Taking the time to determine High Priority Standards and Essential Curriculum (particularly for the two units on which your department will be focusing this year) provides background, context, and entry points for unit design.  This process is not linear; it is recursive and will require you to think back and forth across several elements as you and your department work to conceptualize and describe your units.
We are engaging in this process for several reasons:
  • Focusing our teaching on what is essential deepens our capacity to teach for understanding rather than just teaching to cover the curriculum,
  • Teaching what is essential provides more room for all students to access the learning and for us to plan and give feedback on student work regardless of whether we are intervening, extending, or holding steady on their behalf, and
  • Engaging in these conversations is to the benefit of our learning community and to our students.
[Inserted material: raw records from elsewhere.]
use rand::SeedableRng;
use rand_chacha::ChaCha8Rng;
use ux_config::UxConfig;
use ux_core::{EpisodeStatus, RunConfig, RunStatus};
use ux_sim::invariants::check_run_invariants;
use ux_sim::scenario::{checkout_flow, generate_personas, screenshot_flow};
use ux_sim::{FaultConfig, Sim, SimOptions};

fn config(concurrency: usize) -> UxConfig {
    UxConfig::from_yaml(&format!(
        "workers:\n  concurrency: {}\n  poll_interval: 5ms\nqueue:\n  base_backoff: 0ms\n",
        concurrency
    ))
    .unwrap()
}

fn run_config(max_steps: u32, seed: u64) -> RunConfig {
    RunConfig {
        model: "synthetic".to_string(),
        max_steps,
        seed: Some(seed),
    }
}

fn sim(seed: u64, concurrency: usize, faults: Option<FaultConfig>) -> Sim {
    Sim::new(
        &config(concurrency),
        SimOptions {
            seed,
            faults,
            ..SimOptions::default()
        },
    )
    .unwrap()
}

#[tokio::test(start_paused = true)]
async fn sim_screenshot_seed_42() {
    let sim = sim(42, 4, None);
    let personas = generate_personas(&mut ChaCha8Rng::seed_from_u64(42), 8);

    let outcome = sim
        .run(screenshot_flow("signup", 6), personas, run_config(6, 42))
        .await
        .unwrap();

    assert!(outcome.is_clean(), "{:#?}", outcome.violations);
    assert_eq!(outcome.status, RunStatus::Completed);
    assert_eq!(outcome.metrics.aggregations, 1);
    assert_eq!(outcome.metrics.terminal_episodes(), 8);
    let report = outcome.report.unwrap();
    assert_eq!(report.summary.total_episodes, 8);
    assert_eq!(report.per_persona.len(), 8);
    assert!(report.per_screen.keys().all(|&i| i < 6));
}

#[tokio::test(start_paused = true)]
async fn sim_agent_checkout_seed_7() {
    let sim = sim(7, 4, None);
    let personas = generate_personas(&mut ChaCha8Rng::seed_from_u64(7), 5);

    let outcome = sim
        .run(checkout_flow("checkout"), personas, run_config(12, 7))
        .await
        .unwrap();

    assert!(outcome.is_clean(), "{:#?}", outcome.violations);
    let report = outcome.report.unwrap();
    assert_eq!(report.summary.abandoned_episodes, 0);
    // Every page is bucketed by pathname.
    assert!(report
        .per_screen
        .values()
        .all(|s| s.label.starts_with('/')));
    assert_eq!(report.per_screen[&0].label, "/");
}

#[tokio::test(start_paused = true)]
async fn sim_fuzz_20_seeds() {
    for seed in 0..20 {
        let sim = sim(seed, 3, None);
        let personas = generate_personas(&mut ChaCha8Rng::seed_from_u64(seed), 4);
        let flow = if seed % 2 == 0 {
            screenshot_flow("shots", 1 + (seed as usize % 7))
        } else {
            checkout_flow("live")
        };

        let outcome = sim.run(flow, personas, run_config(10, seed)).await.unwrap();
        assert!(outcome.is_clean(), "seed {}: {:#?}", seed, outcome.violations);
        assert_eq!(outcome.dead_letters, 0, "seed {}", seed);
    }
}

#[tokio::test(start_paused = true)]
async fn sim_same_seed_same_report() {
    let mut reports = Vec::new();
    for _ in 0..2 {
        let sim = sim(5, 4, None);
        let personas = generate_personas(&mut ChaCha8Rng::seed_from_u64(5), 6);
        let outcome = sim
            .run(screenshot_flow("signup", 5), personas, run_config(5, 5))
            .await
            .unwrap();
        let report = outcome.report.unwrap();
        // Episode ids are random; everything else must repeat.
        reports.push((report.summary, report.findings, report.per_screen));
    }
    assert_eq!(reports[0], reports[1]);
}

#[tokio::test(start_paused = true)]
async fn sim_faults_repeat_with_one_worker() {
    let mut runs = Vec::new();
    for _ in 0..2 {
        let sim = sim(11, 1, Some(FaultConfig::uniform(0.25)));
        let personas = generate_personas(&mut ChaCha8Rng::seed_from_u64(11), 4);
        let outcome = sim
            .run(checkout_flow("live"), personas, run_config(8, 11))
            .await
            .unwrap();
        assert!(outcome.is_clean(), "{:#?}", outcome.violations);
        runs.push((outcome.faults, outcome.report.unwrap().summary));
    }
    assert_eq!(runs[0], runs[1]);
    assert!(runs[0].0.provider_errors + runs[0].0.malformed > 0);
}

#[tokio::test(start_paused = true)]
async fn sim_always_malformed_fails_every_episode() {
    let sim = sim(
        3,
        2,
        Some(FaultConfig {
            malformed_rate: 1.0,
            ..FaultConfig::default()
        }),
    );
    let personas = generate_personas(&mut ChaCha8Rng::seed_from_u64(3), 3);

    let outcome = sim
        .run(screenshot_flow("signup", 4), personas, run_config(4, 3))
        .await
        .unwrap();

    assert!(outcome.is_clean(), "{:#?}", outcome.violations);
    assert_eq!(outcome.status, RunStatus::Completed);
    assert_eq!(outcome.metrics.episodes_failed, 3);
    assert_eq!(outcome.faults.malformed, 9);

    let report = outcome.report.unwrap();
    assert!(report.findings.is_empty());
    assert_eq!(report.summary.completed_episodes, 0);
    assert!(report
        .per_persona
        .iter()
        .all(|p| p.status == EpisodeStatus::Failed && p.step_count == 1));
}

#[tokio::test(start_paused = true)]
async fn sim_detects_tampered_run() {
    let sim = sim(1, 2, None);
    let personas = generate_personas(&mut ChaCha8Rng::seed_from_u64(1), 2);
    let outcome = sim
        .run(screenshot_flow("signup", 3), personas, run_config(3, 1))
        .await
        .unwrap();
    assert!(outcome.is_clean());

    // Move the Run back without touching its report.
    let store = &sim.pipeline().store;
    store
        .set_run_status(outcome.run_id, RunStatus::Simulating)
        .await
        .unwrap();

    let violations = check_run_invariants(store.as_ref(), outcome.run_id).await.unwrap();
    assert!(
        violations.iter().any(|v| v.invariant == "run-completed"),
        "{:#?}",
        violations
    );
}

#[tokio::test(start_paused = true)]
async fn sim_runs_share_one_pipeline() {
    let sim = sim(9, 4, None);
    for round in 0..3u64 {
        let personas = generate_personas(&mut ChaCha8Rng::seed_from_u64(round), 3);
        let outcome = sim
            .run(screenshot_flow("signup", 4), personas, run_config(4, round))
            .await
            .unwrap();
        assert!(outcome.is_clean(), "round {}: {:#?}", round, outcome.violations);
        assert_eq!(outcome.metrics.aggregations, round + 1);
    }
}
Thinking about unit design is our next topic and following are some thoughts about it:
  • The "unit" by definition should embody a meaningful and connected chunk of learning events that build toward some important intellectual outcome in a way that short (often disconnected) daily lessons cannot (Wiggins, G. & McTighe, J., 2011, pp. 38-39).
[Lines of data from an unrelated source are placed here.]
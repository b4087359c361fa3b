use std::collections::{BTreeMap, BTreeSet};

use serde::{Deserialize, Serialize};

use crate::model::{EpisodeId, EpisodeStatus, PersonaId};

/// A deduplicated, Run-scoped usability issue.
#[derive(Debug, Clone, PartialEq, Serialize, Deserialize)]
#[serde(rename_all = "camelCase")]
pub struct Finding {
    pub issue: String,
    pub evidence: String,
    /// Highest friction among contributing steps.
    pub severity: f64,
    /// Number of contributing StepTraces.
    pub frequency: u32,
    pub affected_personas: BTreeSet<PersonaId>,
    #[serde(default, skip_serializing_if = "Option::is_none")]
    pub element_ref: Option<String>,
    #[serde(default, skip_serializing_if = "Option::is_none")]
    pub step_index: Option<u32>,
    #[serde(default, skip_serializing_if = "Option::is_none")]
    pub screen_index: Option<usize>,
    /// Filled lazily by a fix advisor after aggregation.
    #[serde(default, skip_serializing_if = "Option::is_none")]
    pub recommended_fix: Option<String>,
}

/// Aggregate statistics for one logical screen.
#[derive(Debug, Clone, PartialEq, Serialize, Deserialize)]
#[serde(rename_all = "camelCase")]
pub struct ScreenStats {
    pub screen_index: usize,
    /// Frame id (screenshot mode) or URL pathname (agent mode).
    pub label: String,
    pub avg_friction: f64,
    pub max_friction: f64,
    pub avg_dropoff_risk: f64,
    pub confusion_count: u32,
    pub finding_count: u32,
    pub step_count: u32,
}

/// A confusion as reported at one step, kept for display.
#[derive(Debug, Clone, PartialEq, Serialize, Deserialize)]
#[serde(rename_all = "camelCase")]
pub struct StepConfusion {
    pub step_index: u32,
    pub screen_index: usize,
    pub issue: String,
    pub evidence: String,
    #[serde(default, skip_serializing_if = "Option::is_none")]
    pub element_ref: Option<String>,
}

/// Per-episode rollup.
#[derive(Debug, Clone, PartialEq, Serialize, Deserialize)]
#[serde(rename_all = "camelCase")]
pub struct PersonaRollup {
    pub episode_id: EpisodeId,
    pub persona_id: PersonaId,
    pub status: EpisodeStatus,
    pub avg_friction: f64,
    pub avg_confidence: f64,
    pub step_count: u32,
    pub confusions: Vec<StepConfusion>,
}

/// Run-wide summary.
///
/// FAILED episodes count toward `total_episodes` only; they are neither
/// completed nor abandoned.
#[derive(Debug, Clone, PartialEq, Serialize, Deserialize)]
#[serde(rename_all = "camelCase")]
pub struct ReportSummary {
    pub total_episodes: u32,
    pub completed_episodes: u32,
    pub abandoned_episodes: u32,
    pub avg_friction: f64,
    pub avg_dropoff_risk: f64,
}

/// Terminal output of aggregation.
#[derive(Debug, Clone, PartialEq, Serialize, Deserialize)]
#[serde(rename_all = "camelCase")]
pub struct ReportJson {
    pub summary: ReportSummary,
    /// Ordered by severity, highest first.
    pub findings: Vec<Finding>,
    pub per_screen: BTreeMap<usize, ScreenStats>,
    pub per_persona: Vec<PersonaRollup>,
}

impl ReportJson {
    /// Serialize to the stable byte form persisted for a Run.
    pub fn to_canonical_json(&self) -> Result<String, serde_json::Error> {
        serde_json::to_string(self)
    }
}

#[cfg(test)]
mod tests {
    use super::*;

    #[test]
    fn test_report_wire_shape() {
        let report = ReportJson {
            summary: ReportSummary {
                total_episodes: 1,
                completed_episodes: 1,
                abandoned_episodes: 0,
                avg_friction: 0.25,
                avg_dropoff_risk: 0.1,
            },
            findings: vec![Finding {
                issue: "Cannot find submit button".to_string(),
                evidence: "grey on grey".to_string(),
                severity: 0.8,
                frequency: 1,
                affected_personas: BTreeSet::from(["p1".to_string()]),
                element_ref: Some("btn-1".to_string()),
                step_index: Some(0),
                screen_index: Some(0),
                recommended_fix: None,
            }],
            per_screen: BTreeMap::from([(
                0,
                ScreenStats {
                    screen_index: 0,
                    label: "f0".to_string(),
                    avg_friction: 0.25,
                    max_friction: 0.8,
                    avg_dropoff_risk: 0.1,
                    confusion_count: 1,
                    finding_count: 1,
                    step_count: 2,
                },
            )]),
            per_persona: Vec::new(),
        };

        let value = serde_json::to_value(&report).unwrap();
        assert_eq!(value["summary"]["completedEpisodes"], 1);
        assert_eq!(value["findings"][0]["affectedPersonas"][0], "p1");
        assert!(value["findings"][0].get("recommendedFix").is_none());
        assert_eq!(value["perScreen"]["0"]["stepCount"], 2);

        let again: ReportJson = serde_json::from_value(value).unwrap();
        assert_eq!(again, report);
    }
}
  • Excellent units focus on transfer and how facts and skills are related to an overarching understanding and can be related to the "real life" discipline; excellent units do not focus on discreet facts or skills alone.
  • Lessons in a unit build toward complex performances and products.
There are many entry points into unit design.  For example:
  • Standards/Curriculum that have endurance, leverage, and readiness,
  • Important big ideas, or understandings, themes, or theories that are at the heart of a discipline and worth understanding,
  • Compelling questions which can be revisited at several levels of study within a discipline,
  • Performance strengths and weaknesses revealed by assessments,
  • A strong assessment that indicates a quality level of proficiency,
  • A powerful process or strategy that uses many important skills, or
  • An inquiry into a complex issue or problem.
Eventually, no matter what the entry point, the unit should provide evidence of all of the above.
In futher posts, I will share more about the structure of the unit as well as a template for creating the unit plan.